I did update one of my servers to v3.0.1 with https. It seemed to work. 🤔 So not sure what's different anymore.

How does your docker-compose look for traefik on that server?

amir20 commented 3 months ago

Pretty similar. Here it is

services:
  traefik:
    image: traefik:v3.0.1
    command:
      - --api.insecure=true
      - --api.dashboard=true
      - --providers.swarm.exposedbydefault=false
      - --providers.swarm.endpoint=unix:///var/run/docker.sock
      - --providers.swarm.network=web
      - --entrypoints.web.address=:80
      - --entrypoints.websecure.address=:443
      - --certificatesresolvers.myresolver.acme.tlschallenge=true
      - --certificatesresolvers.myresolver.acme.email=findamir@gmail.com
      - --certificatesresolvers.myresolver.acme.storage=/letsencrypt/acme.json
    ports:
      - target: 80
        published: 80
        protocol: tcp
        mode: host
      - target: 443
        published: 443
        protocol: tcp
        mode: host
      - target: 8080
        published: 8080
        protocol: tcp
    networks:
      - web
    volumes:
      - /data/letsencrypt:/letsencrypt
      - /var/run/docker.sock:/var/run/docker.sock:ro

networks:
  web:
    external: true
ManiMatter commented 3 months ago

We're one step closer. I am using a series of middlewares with my traefik. If I turn off compression, the logs pop up. I try to understand why that happens.
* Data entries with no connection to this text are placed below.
//! Per-character guess feedback
//!
//! Feedback is an 8-symbol string over the alphabet `{x, i, e}`:
//! - `x` = hit (correct character, correct position)
//! - `i` = misplaced (character present elsewhere in the target)
//! - `e` = miss (character absent from the target)
//!
//! Internally feedback is a tagged value per position; the character alphabet
//! only appears at the interface boundary.

use super::equation::EQUATION_LEN;
use std::fmt;

/// Feedback for a single position
#[derive(Debug, Clone, Copy, PartialEq, Eq, Hash)]
pub enum Mark {
    /// Correct character in the correct position (`x`)
    Hit,
    /// Character present in the target but not at this position (`i`)
    Misplaced,
    /// Character absent from the target (`e`)
    Miss,
}

impl Mark {
    /// Parse a feedback character, case-insensitively
    #[must_use]
    pub const fn from_char(ch: char) -> Option<Self> {
        match ch {
            'x' | 'X' => Some(Self::Hit),
            'i' | 'I' => Some(Self::Misplaced),
            'e' | 'E' => Some(Self::Miss),
            _ => None,
        }
    }

    /// Lowercase serialized form
    #[must_use]
    pub const fn as_char(self) -> char {
        match self {
            Self::Hit => 'x',
            Self::Misplaced => 'i',
            Self::Miss => 'e',
        }
    }
}

/// Feedback for a full 8-character guess
#[derive(Debug, Clone, Copy, PartialEq, Eq, Hash)]
pub struct Feedback([Mark; EQUATION_LEN]);

impl Feedback {
    /// All hits (the guess is the target)
    pub const ALL_HITS: Self = Self([Mark::Hit; EQUATION_LEN]);

    /// Create feedback from raw marks
    #[inline]
    #[must_use]
    pub const fn new(marks: [Mark; EQUATION_LEN]) -> Self {
        Self(marks)
    }

    /// Get the per-position marks
    #[inline]
    #[must_use]
    pub const fn marks(&self) -> &[Mark; EQUATION_LEN] {
        &self.0
    }

    /// Check whether every position is a hit
    #[inline]
    #[must_use]
    pub fn is_solved(self) -> bool {
        self == Self::ALL_HITS
    }

    /// Parse feedback from a string like "xxieexxx", case-insensitively
    ///
    /// Returns `None` if the string is not exactly 8 characters or contains a
    /// character outside `{x, i, e}`.
    ///
    /// # Examples
    /// ```
    /// use nerdle_solver::core::Feedback;
    ///
    /// let fb = Feedback::from_str("xxxxxxxx").unwrap();
    /// assert!(fb.is_solved());
    /// assert_eq!(Feedback::from_str("XiExIeXx"), Feedback::from_str("xiexiexx"));
    /// ```
    #[must_use]
    #[allow(clippy::should_implement_trait)] // Ergonomic Option API; FromStr also implemented below
    pub fn from_str(s: &str) -> Option<Self> {
        let chars: Vec<char> = s.chars().collect();
        if chars.len() != EQUATION_LEN {
            return None;
        }

        let mut marks = [Mark::Miss; EQUATION_LEN];
        for (slot, ch) in marks.iter_mut().zip(chars) {
            *slot = Mark::from_char(ch)?;
        }

        Some(Self(marks))
    }

    /// Score a guess against a known target
    ///
    /// For each position: equal characters score a hit; otherwise a character
    /// found anywhere in the target scores misplaced; otherwise a miss.
    ///
    /// Membership is plain substring containment, not multiplicity-aware: a
    /// repeated guess character can collect more `i` marks than the target has
    /// occurrences. This matches the simplified rule the solver's
    /// duplicate-character handling is built around.
    ///
    /// # Examples
    /// ```
    /// use nerdle_solver::core::{Equation, Feedback};
    ///
    /// let guess = Equation::new("15+23=38").unwrap();
    /// let target = Equation::new("12+26=38").unwrap();
    /// let fb = Feedback::score(guess.as_str(), target.as_str());
    /// assert_eq!(fb.to_string(), "xexxixxx");
    /// ```
    ///
    /// # Panics
    /// Panics in debug mode if either string is not exactly 8 bytes.
    #[must_use]
    pub fn score(guess: &str, target: &str) -> Self {
        debug_assert_eq!(guess.len(), EQUATION_LEN);
        debug_assert_eq!(target.len(), EQUATION_LEN);

        let mut marks = [Mark::Miss; EQUATION_LEN];
        for (i, (g, t)) in guess.chars().zip(target.chars()).enumerate() {
            marks[i] = if g == t {
                Mark::Hit
            } else if target.contains(g) {
                Mark::Misplaced
            } else {
                Mark::Miss
            };
        }

        Self(marks)
    }
}

impl fmt::Display for Feedback {
    fn fmt(&self, f: &mut fmt::Formatter<'_>) -> fmt::Result {
        for mark in &self.0 {
            write!(f, "{}", mark.as_char())?;
        }
        Ok(())
    }
}

impl std::str::FromStr for Feedback {
    type Err = String;

    fn from_str(s: &str) -> Result<Self, Self::Err> {
        Self::from_str(s).ok_or_else(|| format!("Invalid feedback string: {s}"))
    }
}

#[cfg(test)]
mod tests {
    use super::*;

    #[test]
    fn mark_round_trip() {
        for mark in [Mark::Hit, Mark::Misplaced, Mark::Miss] {
            assert_eq!(Mark::from_char(mark.as_char()), Some(mark));
        }
        assert_eq!(Mark::from_char('g'), None);
    }

    #[test]
    fn feedback_from_str_valid() {
        let fb = Feedback::from_str("xxiieexx").unwrap();
        assert_eq!(fb.to_string(), "xxiieexx");
    }

    #[test]
    fn feedback_from_str_case_insensitive() {
        assert_eq!(
            Feedback::from_str("XIEXIEXX"),
            Feedback::from_str("xiexiexx")
        );
    }

    #[test]
    fn feedback_from_str_invalid() {
        assert!(Feedback::from_str("xxiieex").is_none()); // Too short
        assert!(Feedback::from_str("xxiieexxx").is_none()); // Too long
        assert!(Feedback::from_str("xxiieexg").is_none()); // Invalid char
        assert!(Feedback::from_str("").is_none());
    }

    #[test]
    fn feedback_all_hits() {
        assert!(Feedback::ALL_HITS.is_solved());
        assert_eq!(Feedback::ALL_HITS.to_string(), "xxxxxxxx");
        assert!(!Feedback::from_str("xxxxxxxi").unwrap().is_solved());
    }

    #[test]
    fn score_reflexive() {
        for text in ["15+23=38", "117/9=13", "48-32=16", "2*50=100"] {
            assert!(Feedback::score(text, text).is_solved());
        }
    }

    #[test]
    fn score_disjoint_digits() {
        // No digit shared; the aligned '+' and '=' are the only non-misses.
        let fb = Feedback::score("22+22=44", "67+31=98");
        assert_eq!(fb.to_string(), "eexeexee");
    }

    #[test]
    fn score_pinned_regression() {
        // Fixed scenario pinned once: mixed hits, misplacements, and misses.
        let fb = Feedback::score("12+35=47", "45+16=61");
        assert_eq!(fb.to_string(), "iexeixie");
    }

    #[test]
    fn score_repeated_guess_chars_not_multiplicity_aware() {
        // Target has a single '1'; both misplaced '1's in the guess still
        // score 'i' because membership is substring-based.
        let guess = "11+66=77";
        let target = "25+16=41";
        let fb = Feedback::score(guess, target);
        assert_eq!(fb.marks()[0], Mark::Misplaced);
        assert_eq!(fb.marks()[1], Mark::Misplaced);
    }

    #[test]
    fn score_operator_positions() {
        let fb = Feedback::score("15+23=38", "48-32=16");
        // 1 vs 4: '1' in target -> i; 5 vs 8: no '5' -> e; '+' vs '-': no '+' -> e
        assert_eq!(fb.marks()[0], Mark::Misplaced);
        assert_eq!(fb.marks()[1], Mark::Miss);
        assert_eq!(fb.marks()[2], Mark::Miss);
        // '=' aligned at position 5 in both -> hit
        assert_eq!(fb.marks()[5], Mark::Hit);
    }
}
I have two leads I am trying to follow; one the one hand, I see the log entry below (which may be innocent and completely unrelated), and I am also trying to understand if by adding a specific option with excludedContentTypes to the compression logic, I can make the logs flow correctly.

Unable to parse MIME type error="mime: no media type" middlewareName=middlewares-compress@file middlewareType=Compress

# Instruction to traefik to use middlewares chain
   labels:
    ....
     - "traefik.http.routers.traefik-rtr.middlewares=chain-oauth@file"
# Chain of middlewares
http:
  middlewares:
    chain-oauth:
      chain:
        middlewares:
          - middlewares-rate-limit
          - middlewares-https-redirectscheme
          - middlewares-secure-headers
          - middlewares-oauth
          - middlewares-compress  # THIS CAUSES IT
# Compression middleware
    middlewares-compress:
      compress: {}
ManiMatter commented 3 months ago

Solved it:

    middlewares-compress:
      compress: 
        excludedContentTypes:
          - text/event-stream 

Thank you again for your help. Highly appreciate your time and your work.
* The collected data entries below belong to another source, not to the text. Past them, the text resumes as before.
//! Test all targets - comprehensive solver evaluation
//!
//! Runs the solver against every equation in the corpus and generates
//! statistics. Rounds are independent, so they run in parallel with one
//! solver per worker thread.

use crate::commands::solve::play_round_with;
use crate::core::Equation;
use crate::solver::Solver;
use colored::Colorize;
use indicatif::{ProgressBar, ProgressStyle};
use rayon::prelude::*;
use std::collections::HashMap;
use std::time::{Duration, Instant};

/// Result from testing a single target
#[derive(Debug, Clone)]
pub struct TargetTestResult {
    pub target: String,
    pub attempts: usize,
    pub success: bool,
}

/// Statistics from testing all targets
#[derive(Debug)]
pub struct TestAllStatistics {
    pub total_targets: usize,
    pub solved: usize,
    pub failed: usize,
    pub guess_distribution: HashMap<usize, usize>,
    pub total_time: Duration,
    pub average_guesses: f64,
    pub max_guesses: usize,
    pub min_guesses: usize,
    pub worst_targets: Vec<(String, usize)>,
    pub failed_targets: Vec<String>,
}

/// Run the solver on every corpus equation (or a limited subset)
///
/// If `starting_equation` is provided it is used as the first guess for
/// every round instead of the top-ranked candidate.
pub fn run_test_all(
    corpus: &[Equation],
    limit: Option<usize>,
    starting_equation: Option<&Equation>,
) -> TestAllStatistics {
    let targets: Vec<&Equation> = corpus
        .iter()
        .take(limit.unwrap_or(corpus.len()))
        .collect();

    println!("🎯 Testing {} equations...", targets.len());

    let pb = ProgressBar::new(targets.len() as u64);
    if let Ok(style) = ProgressStyle::default_bar()
        .template("{spinner:.green} [{bar:40.cyan/blue}] {pos}/{len} ({percent}%) | {msg}")
    {
        pb.set_style(style.progress_chars("█▓▒░"));
    }

    let total_start = Instant::now();

    let results: Vec<TargetTestResult> = targets
        .par_iter()
        .map_init(
            || Solver::with_corpus(corpus.to_vec(), starting_equation.cloned(), false),
            |solver, target| {
                solver.reset(Some(corpus));
                let result = match play_round_with(solver, target) {
                    Ok(round) => TargetTestResult {
                        target: round.target,
                        attempts: round.attempts,
                        success: true,
                    },
                    Err(_) => TargetTestResult {
                        target: target.as_str().to_string(),
                        attempts: 0,
                        success: false,
                    },
                };
                pb.inc(1);
                result
            },
        )
        .collect();

    pb.finish_with_message("Complete!");

    let total_time = total_start.elapsed();

    let solved = results.iter().filter(|r| r.success).count();
    let failed = results.len() - solved;

    let mut guess_distribution: HashMap<usize, usize> = HashMap::new();
    for result in results.iter().filter(|r| r.success) {
        *guess_distribution.entry(result.attempts).or_insert(0) += 1;
    }

    let total_guesses: usize = results
        .iter()
        .filter(|r| r.success)
        .map(|r| r.attempts)
        .sum();
    let average_guesses = if solved > 0 {
        total_guesses as f64 / solved as f64
    } else {
        0.0
    };

    let max_guesses = results
        .iter()
        .filter(|r| r.success)
        .map(|r| r.attempts)
        .max()
        .unwrap_or(0);
    let min_guesses = results
        .iter()
        .filter(|r| r.success)
        .map(|r| r.attempts)
        .min()
        .unwrap_or(0);

    let mut worst_targets: Vec<(String, usize)> = results
        .iter()
        .filter(|r| r.success)
        .map(|r| (r.target.clone(), r.attempts))
        .collect();
    worst_targets.sort_by_key(|(_, n)| std::cmp::Reverse(*n));
    worst_targets.truncate(10);

    let failed_targets: Vec<String> = results
        .iter()
        .filter(|r| !r.success)
        .map(|r| r.target.clone())
        .collect();

    TestAllStatistics {
        total_targets: results.len(),
        solved,
        failed,
        guess_distribution,
        total_time,
        average_guesses,
        max_guesses,
        min_guesses,
        worst_targets,
        failed_targets,
    }
}

/// Print test-all statistics
pub fn print_test_all_statistics(stats: &TestAllStatistics) {
    println!("\n{}", "═".repeat(70));
    println!(" Test Results ");
    println!("{}", "═".repeat(70));

    println!("\n📊 {}", "Overall Performance".bright_cyan().bold());
    println!("  Total equations tested: {}", stats.total_targets);
    println!(
        "  Successfully solved:    {} {}",
        stats.solved,
        format!(
            "({:.1}%)",
            stats.solved as f64 / stats.total_targets as f64 * 100.0
        )
        .green()
    );
    if stats.failed > 0 {
        println!(
            "  Failed to solve:        {} {}",
            stats.failed,
            format!(
                "({:.1}%)",
                stats.failed as f64 / stats.total_targets as f64 * 100.0
            )
            .red()
        );
    }
    println!(
        "  Average guesses:        {}",
        format!("{:.3}", stats.average_guesses)
            .bright_yellow()
            .bold()
    );
    println!(
        "  Total time:             {:.2}s",
        stats.total_time.as_secs_f64()
    );
    println!(
        "  Time per equation:      {:.1}ms",
        stats.total_time.as_millis() as f64 / stats.total_targets as f64
    );

    println!("\n📈 {}", "Guess Distribution".bright_cyan().bold());
    let max_count = *stats.guess_distribution.values().max().unwrap_or(&1);
    let mut attempt_counts: Vec<usize> = stats.guess_distribution.keys().copied().collect();
    attempt_counts.sort_unstable();
    for attempts in attempt_counts {
        let count = stats.guess_distribution[&attempts];
        let percentage = count as f64 / stats.solved as f64 * 100.0;
        let bar_len = if max_count > 0 {
            (count * 40 / max_count).max(usize::from(count > 0))
        } else {
            0
        };
        let bar = format!(
            "{}{}",
            "█".repeat(bar_len).green(),
            "░".repeat(40_usize.saturating_sub(bar_len)).bright_black()
        );
        println!("  {attempts} guesses: {bar} {count:5} ({percentage:5.1}%)");
    }

    if !stats.worst_targets.is_empty() {
        println!("\n😰 {}", "Hardest Equations".yellow().bold());
        for (target, attempts) in stats.worst_targets.iter().take(5) {
            println!("  {} ({} guesses)", target.yellow(), attempts);
        }
    }

    if !stats.failed_targets.is_empty() {
        println!("\n❌ {}", "Unsolved Equations".red().bold());
        for target in stats.failed_targets.iter().take(10) {
            println!("  {}", target.red());
        }
    }
}

#[cfg(test)]
mod tests {
    use super::*;

    fn eq(text: &str) -> Equation {
        Equation::new(text).unwrap()
    }

    fn small_corpus() -> Vec<Equation> {
        vec![
            eq("15+23=38"),
            eq("23+15=38"),
            eq("12+26=38"),
            eq("48-32=16"),
            eq("2*50=100"),
            eq("117/9=13"),
        ]
    }

    #[test]
    fn test_all_solves_small_corpus() {
        let corpus = small_corpus();
        let stats = run_test_all(&corpus, None, None);

        assert_eq!(stats.total_targets, corpus.len());
        assert_eq!(stats.solved, corpus.len());
        assert_eq!(stats.failed, 0);
        assert!(stats.failed_targets.is_empty());
        assert!(stats.average_guesses >= 1.0);
        assert_eq!(
            stats.guess_distribution.values().sum::<usize>(),
            corpus.len()
        );
    }

    #[test]
    fn test_all_respects_limit() {
        let corpus = small_corpus();
        let stats = run_test_all(&corpus, Some(2), None);
        assert_eq!(stats.total_targets, 2);
    }

    #[test]
    fn test_all_uses_forced_starting_equation() {
        let corpus = small_corpus();
        let starting = eq("117/9=13");
        let stats = run_test_all(&corpus, Some(1), Some(&starting));
        // The round against the forced start's own target solves in one.
        assert!(stats.min_guesses >= 1);
        assert_eq!(stats.solved, 1);
    }
}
amir20 commented 3 months ago

Sounds great. I think Traefik's compression middleware is ignoring X-Accel-Buffering: no because I do send it.

If you get a chance, please do send a PR for the FAQ https://dozzle.dev/guide/faq

ManiMatter commented 3 months ago

Hi @amir20, I did not find the X-Accel-Buffering: no in the request or response header of the stream request. Is that where I should find it? Just to understand correctly for when I raise this with traefik.
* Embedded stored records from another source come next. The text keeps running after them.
//! Benchmark command
//!
//! Tests solver performance across a random sample of target equations.

use crate::commands::solve::play_round_with;
use crate::core::Equation;
use crate::solver::Solver;
use rand::seq::IndexedRandom;
use std::collections::HashMap;
use std::time::{Duration, Instant};

/// Result of a benchmark run
pub struct BenchmarkResult {
    pub total_targets: usize,
    pub solved: usize,
    pub failed: usize,
    pub total_guesses: usize,
    pub average_guesses: f64,
    pub min_guesses: usize,
    pub max_guesses: usize,
    pub distribution: HashMap<usize, usize>,
    pub duration: Duration,
    pub targets_per_second: f64,
}

/// Run a benchmark over `count` targets sampled from the corpus
///
/// The corpus is built once; each round reuses a single solver reset from
/// the cached copy rather than re-enumerating equations.
pub fn run_benchmark(
    corpus: &[Equation],
    count: usize,
    starting_equation: Option<Equation>,
) -> BenchmarkResult {
    let mut rng = rand::rng();
    let targets: Vec<&Equation> = corpus.choose_multiple(&mut rng, count).collect();

    let start = Instant::now();
    let mut total_guesses = 0;
    let mut solved = 0;
    let mut min_guesses = usize::MAX;
    let mut max_guesses = 0;
    let mut distribution: HashMap<usize, usize> = HashMap::new();

    let mut solver = Solver::with_corpus(corpus.to_vec(), starting_equation, false);

    for target in &targets {
        solver.reset(Some(corpus));

        if let Ok(result) = play_round_with(&mut solver, target) {
            solved += 1;
            total_guesses += result.attempts;
            min_guesses = min_guesses.min(result.attempts);
            max_guesses = max_guesses.max(result.attempts);
            *distribution.entry(result.attempts).or_insert(0) += 1;
        }
    }

    let duration = start.elapsed();
    let total_targets = targets.len();
    let failed = total_targets - solved;

    BenchmarkResult {
        total_targets,
        solved,
        failed,
        total_guesses,
        average_guesses: if solved > 0 {
            total_guesses as f64 / solved as f64
        } else {
            0.0
        },
        min_guesses: if solved > 0 { min_guesses } else { 0 },
        max_guesses,
        distribution,
        duration,
        targets_per_second: total_targets as f64 / duration.as_secs_f64(),
    }
}

#[cfg(test)]
mod tests {
    use super::*;

    fn eq(text: &str) -> Equation {
        Equation::new(text).unwrap()
    }

    fn small_corpus() -> Vec<Equation> {
        vec![
            eq("15+23=38"),
            eq("23+15=38"),
            eq("12+26=38"),
            eq("48-32=16"),
            eq("2*50=100"),
            eq("117/9=13"),
        ]
    }

    #[test]
    fn benchmark_runs_on_small_corpus() {
        let corpus = small_corpus();
        let result = run_benchmark(&corpus, 4, None);

        assert_eq!(result.total_targets, 4);
        assert_eq!(result.solved, 4);
        assert_eq!(result.failed, 0);
        assert!(result.total_guesses >= 4);
        assert!(result.average_guesses >= 1.0);
        assert!(result.min_guesses <= result.max_guesses);
        assert_eq!(result.distribution.values().sum::<usize>(), 4);
    }

    #[test]
    fn benchmark_caps_sample_at_corpus_size() {
        let corpus = small_corpus();
        let result = run_benchmark(&corpus, 100, None);
        assert_eq!(result.total_targets, corpus.len());
    }
}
amir20 commented 3 months ago
Screenshot 2024-06-08 at 2 21 29 PM

It's on the response for log stream.

ManiMatter commented 3 months ago

Interesting. Does not look like that for me:

image
amir20 commented 3 months ago

It might be Traefik altering the headers. What do the headers look like without traefik proxy?

ManiMatter commented 3 months ago
image
amir20 commented 3 months ago

So it's there. :) Not sure why traefik is removing it. I guess it is a signal to proxies to not buffer so they can remove it.